**DATASET RECORDS**
◇ ◇ ◇ ◇

//! Scalp topography rasterizer.
//!
//! Sensor values are spread over a square grid covering the unit head disk by
//! inverse-distance weighting, coloured with a diverging blue/white/red map
//! symmetric around zero, and painted with plotters onto an RGB buffer that is
//! finally encoded as PNG.

use crate::error::{Result, SignalError};
use crate::montage::SensorPosition;
use image::{DynamicImage, ImageBuffer, ImageFormat, Rgb};
use plotters::coord::Shift;
use plotters::prelude::*;
use plotters::style::text_anchor::{HPos, Pos, VPos};
use std::f64::consts::PI;
use std::io::Cursor;

/// Diverging map anchors from strong negative (blue) to strong positive (red).
const RDBU_R: [(u8, u8, u8); 11] = [
    (0x05, 0x30, 0x61),
    (0x21, 0x66, 0xac),
    (0x43, 0x93, 0xc3),
    (0x92, 0xc5, 0xde),
    (0xd1, 0xe5, 0xf0),
    (0xf7, 0xf7, 0xf7),
    (0xfd, 0xdb, 0xc7),
    (0xf4, 0xa5, 0x82),
    (0xd6, 0x60, 0x4d),
    (0xb2, 0x18, 0x2b),
    (0x67, 0x00, 0x1f),
];

#[derive(Clone, Debug)]
pub struct TopomapStyle {
    pub width: u32,
    pub height: u32,
    pub grid_size: usize,
    pub idw_power: f64,
    pub background: RGBColor,
    pub outline: RGBColor,
    pub sensor: RGBColor,
}

impl Default for TopomapStyle {
    fn default() -> Self {
        Self {
            width: 600,
            height: 500,
            grid_size: 64,
            idw_power: 2.0,
            background: BLACK,
            outline: WHITE,
            sensor: BLACK,
        }
    }
}

/// Interpolated field over the head disk.
#[derive(Debug, Clone)]
pub struct TopomapGrid {
    pub size: usize,
    /// Row-major, top row first; `None` outside the head.
    pub cells: Vec<Option<f64>>,
    /// Symmetric colour limit, `max |value|` over the sensors.
    pub vlim: f64,
}

impl TopomapGrid {
    pub fn get(&self, row: usize, col: usize) -> Option<f64> {
        self.cells[row * self.size + col]
    }
}

/// Head-disk coordinates of a grid cell centre (+y towards the nose).
fn cell_center(row: usize, col: usize, size: usize) -> (f64, f64) {
    let step = 2.0 / size as f64;
    let x = -1.0 + (col as f64 + 0.5) * step;
    let y = 1.0 - (row as f64 + 0.5) * step;
    (x, y)
}

pub fn interpolate_grid(
    values: &[f64],
    positions: &[SensorPosition],
    size: usize,
    power: f64,
) -> Result<TopomapGrid> {
    if values.len() != positions.len() {
        return Err(SignalError::InvalidParameter(format!(
            "{} values for {} sensor positions",
            values.len(),
            positions.len()
        )));
    }
    if values.is_empty() {
        return Err(SignalError::RenderError(
            "no positioned channels to interpolate".to_string(),
        ));
    }
    if size == 0 {
        return Err(SignalError::InvalidParameter("grid size must be positive".to_string()));
    }

    let mut cells = Vec::with_capacity(size * size);
    for row in 0..size {
        for col in 0..size {
            let (x, y) = cell_center(row, col, size);
            if x * x + y * y > 1.0 {
                cells.push(None);
                continue;
            }
            cells.push(Some(idw(values, positions, x, y, power)));
        }
    }

    let vlim = values.iter().fold(0.0f64, |acc, v| acc.max(v.abs()));
    Ok(TopomapGrid {
        size,
        cells,
        vlim: if vlim > 0.0 { vlim } else { 1.0 },
    })
}

fn idw(values: &[f64], positions: &[SensorPosition], x: f64, y: f64, power: f64) -> f64 {
    let mut weighted = 0.0;
    let mut total = 0.0;
    for (value, position) in values.iter().zip(positions) {
        let distance = position.distance_to(x, y);
        if distance < 1e-9 {
            return *value;
        }
        let weight = distance.powf(-power);
        weighted += weight * value;
        total += weight;
    }
    weighted / total
}

/// Map `t` in [0, 1] onto the diverging colour map.
pub fn diverging_color(t: f64) -> RGBColor {
    let t = if t.is_nan() { 0.5 } else { t.clamp(0.0, 1.0) };
    let scaled = t * (RDBU_R.len() - 1) as f64;
    let lower = (scaled.floor() as usize).min(RDBU_R.len() - 2);
    let frac = scaled - lower as f64;
    let (r0, g0, b0) = RDBU_R[lower];
    let (r1, g1, b1) = RDBU_R[lower + 1];
    let mix = |a: u8, b: u8| (a as f64 + (b as f64 - a as f64) * frac).round() as u8;
    RGBColor(mix(r0, r1), mix(g0, g1), mix(b0, b1))
}

/// Render sensor values at their scalp positions into PNG bytes.
///
/// `actual_time` is the instant the values describe and goes into the title.
pub fn render_png(
    values: &[f64],
    positions: &[SensorPosition],
    actual_time: f64,
    style: &TopomapStyle,
) -> Result<Vec<u8>> {
    let grid = interpolate_grid(values, positions, style.grid_size, style.idw_power)?;

    let (width, height) = (style.width as i32, style.height as i32);
    let radius = (height.min(width - 120) as f64 * 0.4).max(10.0);
    let center = ((width - 120) / 2 + 20, height / 2 + 15);
    let to_pixel = |x: f64, y: f64| -> (i32, i32) {
        (
            center.0 + (x * radius).round() as i32,
            center.1 - (y * radius).round() as i32,
        )
    };

    let mut buffer = vec![0u8; (style.width * style.height * 3) as usize];
    {
        let root = BitMapBackend::with_buffer(&mut buffer, (style.width, style.height))
            .into_drawing_area();
        root.fill(&style.background)?;

        // Interpolated field
        let step = 2.0 / grid.size as f64;
        for row in 0..grid.size {
            for col in 0..grid.size {
                let Some(value) = grid.get(row, col) else {
                    continue;
                };
                let (cx, cy) = cell_center(row, col, grid.size);
                let top_left = to_pixel(cx - step / 2.0, cy + step / 2.0);
                let bottom_right = to_pixel(cx + step / 2.0, cy - step / 2.0);
                let color = diverging_color((value + grid.vlim) / (2.0 * grid.vlim));
                root.draw(&Rectangle::new([top_left, bottom_right], color.filled()))?;
            }
        }

        let outline = style.outline.stroke_width(2);

        // Head, nose and ears
        root.draw(&Circle::new(center, radius.round() as i32, outline))?;
        root.draw(&PathElement::new(
            vec![to_pixel(-0.1, 0.995), to_pixel(0.0, 1.12), to_pixel(0.1, 0.995)],
            outline,
        ))?;
        for side in [-1.0, 1.0] {
            let ear: Vec<(i32, i32)> = (0..=16)
                .map(|i| {
                    let angle = -PI / 2.0 + PI * i as f64 / 16.0;
                    to_pixel(side * (1.0 + 0.08 * angle.cos()), 0.18 * angle.sin())
                })
                .collect();
            root.draw(&PathElement::new(ear, outline))?;
        }

        for position in positions {
            root.draw(&Circle::new(
                to_pixel(position.x, position.y),
                3,
                style.sensor.filled(),
            ))?;
        }

        // Vertical colour bar, maximum at the top
        let bar = ColorBar {
            left: width - 100,
            right: width - 75,
            top: center.1 - radius.round() as i32,
            bottom: center.1 + radius.round() as i32,
        };
        let span = (bar.bottom - bar.top).max(1);
        for y in bar.top..bar.bottom {
            let t = 1.0 - (y - bar.top) as f64 / span as f64;
            root.draw(&Rectangle::new(
                [(bar.left, y), (bar.right, y + 1)],
                diverging_color(t).filled(),
            ))?;
        }
        root.draw(&Rectangle::new(
            [(bar.left, bar.top), (bar.right, bar.bottom)],
            style.outline.stroke_width(1),
        ))?;
        for tick in bar.ticks() {
            root.draw(&PathElement::new(
                vec![(bar.right, tick), (bar.right + 6, tick)],
                style.outline.stroke_width(1),
            ))?;
        }

        // Text needs a system font; the image stays usable without it
        let title = format!("Topographic Map at {:.2}s", actual_time);
        if let Err(e) = draw_labels(&root, style, &title, center.0, &bar, grid.vlim) {
            log::warn!("Topomap rendered without text: {}", e);
        }

        root.present()?;
    }

    encode_png(&buffer, style.width, style.height)
}

struct ColorBar {
    left: i32,
    right: i32,
    top: i32,
    bottom: i32,
}

impl ColorBar {
    /// Pixel rows for +vlim, 0 and -vlim.
    fn ticks(&self) -> [i32; 3] {
        [self.top, (self.top + self.bottom) / 2, self.bottom]
    }
}

fn draw_labels(
    root: &DrawingArea<BitMapBackend<'_>, Shift>,
    style: &TopomapStyle,
    title: &str,
    title_x: i32,
    bar: &ColorBar,
    vlim: f64,
) -> Result<()> {
    let title_style = ("sans-serif", 20)
        .into_font()
        .color(&style.outline)
        .pos(Pos::new(HPos::Center, VPos::Top));
    root.draw(&Text::new(title.to_string(), (title_x, 12), title_style))?;

    let tick_style = ("sans-serif", 12)
        .into_font()
        .color(&style.outline)
        .pos(Pos::new(HPos::Left, VPos::Center));
    for (tick, value) in bar.ticks().into_iter().zip([vlim, 0.0, -vlim]) {
        root.draw(&Text::new(
            format!("{:.1}", value),
            (bar.right + 9, tick),
            tick_style.clone(),
        ))?;
    }

    let axis_style = ("sans-serif", 14)
        .into_font()
        .transform(FontTransform::Rotate270)
        .color(&style.outline)
        .pos(Pos::new(HPos::Center, VPos::Center));
    root.draw(&Text::new(
        "Amplitude (\u{b5}V)".to_string(),
        (style.width as i32 - 15, (bar.top + bar.bottom) / 2),
        axis_style,
    ))?;
    Ok(())
}

fn encode_png(buffer: &[u8], width: u32, height: u32) -> Result<Vec<u8>> {
    let image = ImageBuffer::<Rgb<u8>, _>::from_raw(width, height, buffer.to_vec())
        .ok_or_else(|| SignalError::RenderError("failed to allocate image buffer".into()))?;
    let mut output = Vec::new();
    let dynamic = DynamicImage::ImageRgb8(image);
    dynamic.write_to(&mut Cursor::new(&mut output), ImageFormat::Png)?;
    Ok(output)
}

◇ ◇ ◇ ◇

**EXERCISE DIRECTIONS**
Between the first line of the entries above and the line with "use std::io::Cursor;", both included, copy every line exactly and nothing outside that range.

**YOUR SOLUTION**
//! Scalp topography rasterizer.
//!
//! Sensor values are spread over a square grid covering the unit head disk by
//! inverse-distance weighting, coloured with a diverging blue/white/red map
//! symmetric around zero, and painted with plotters onto an RGB buffer that is
//! finally encoded as PNG.

use crate::error::{Result, SignalError};
use crate::montage::SensorPosition;
use image::{DynamicImage, ImageBuffer, ImageFormat, Rgb};
use plotters::coord::Shift;
use plotters::prelude::*;
use plotters::style::text_anchor::{HPos, Pos, VPos};
use std::f64::consts::PI;
use std::io::Cursor;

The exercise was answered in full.